(Saved data entries)
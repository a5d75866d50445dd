//! Mapping between survey table rows and [`transecta_geo`] coordinates.
//!
//! This is the edge where raw column values meet the coordinate engine: null and unrecognized point values, corrupt
//! points and the "show it at the origin" presentation policy are all handled and logged here, so the engine itself
//! can stay pure. Logging goes through the [`log`] facade; the host application installs the backend.

pub mod column;
pub mod error;
pub mod segment;

pub use column::{encode_point, FallbackPolicy, MalformedPolicy, PointDecoder};
pub use error::RecordError;
pub use segment::{total_length_meters, Segment, SegmentRow};
//! Error type used by the crate.

use thiserror::Error;

use crate::sexagesimal::{AngleField, Axis, Hemisphere};
use crate::wire::WireFormat;

/// Error enum.
///
/// Input that does not look like any supported format is not an error: decoders return `Ok(None)` for it.
/// The variants here are reserved for input that was recognized but could not be decoded, and for the opt-in
/// strict constructors.
#[derive(Debug, Clone, PartialEq, Error)]
pub enum GeoError {
    /// Input matched the structural signature of `format` but its payload is corrupt.
    #[error("malformed {format} payload: {reason}")]
    MalformedPayload {
        /// Format the input was recognized as.
        format: WireFormat,
        /// What exactly failed to decode.
        reason: String,
    },

    /// A sexagesimal component is outside of the canonical range for its axis.
    #[error("{field} value {value} is out of convention for {axis}")]
    OutOfConventionAngle {
        /// Axis of the angle.
        axis: Axis,
        /// Component that failed validation.
        field: AngleField,
        /// Offending value.
        value: f64,
    },

    /// Hemisphere letter does not belong to the axis (e.g. `E` on a latitude).
    #[error("hemisphere {hemisphere} cannot be used for {axis}")]
    HemisphereMismatch {
        /// Axis of the angle.
        axis: Axis,
        /// Offending hemisphere.
        hemisphere: Hemisphere,
    },

    /// Decimal degrees outside of `[-90, 90]` x `[-180, 180]`.
    #[error("coordinate ({latitude}, {longitude}) is out of range")]
    OutOfRange {
        /// Latitude in degrees.
        latitude: f64,
        /// Longitude in degrees.
        longitude: f64,
    },

    /// Text could not be read as a sexagesimal angle.
    #[error("invalid sexagesimal notation: {0}")]
    InvalidSexagesimalText(String),
}

impl GeoError {
    pub(crate) fn malformed(format: WireFormat, reason: impl Into<String>) -> Self {
        Self::MalformedPayload {
            format,
            reason: reason.into(),
        }
    }
}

[REQUIREMENT]: Please give only the number of lines above that contain "could".

[RESPONSE]: 2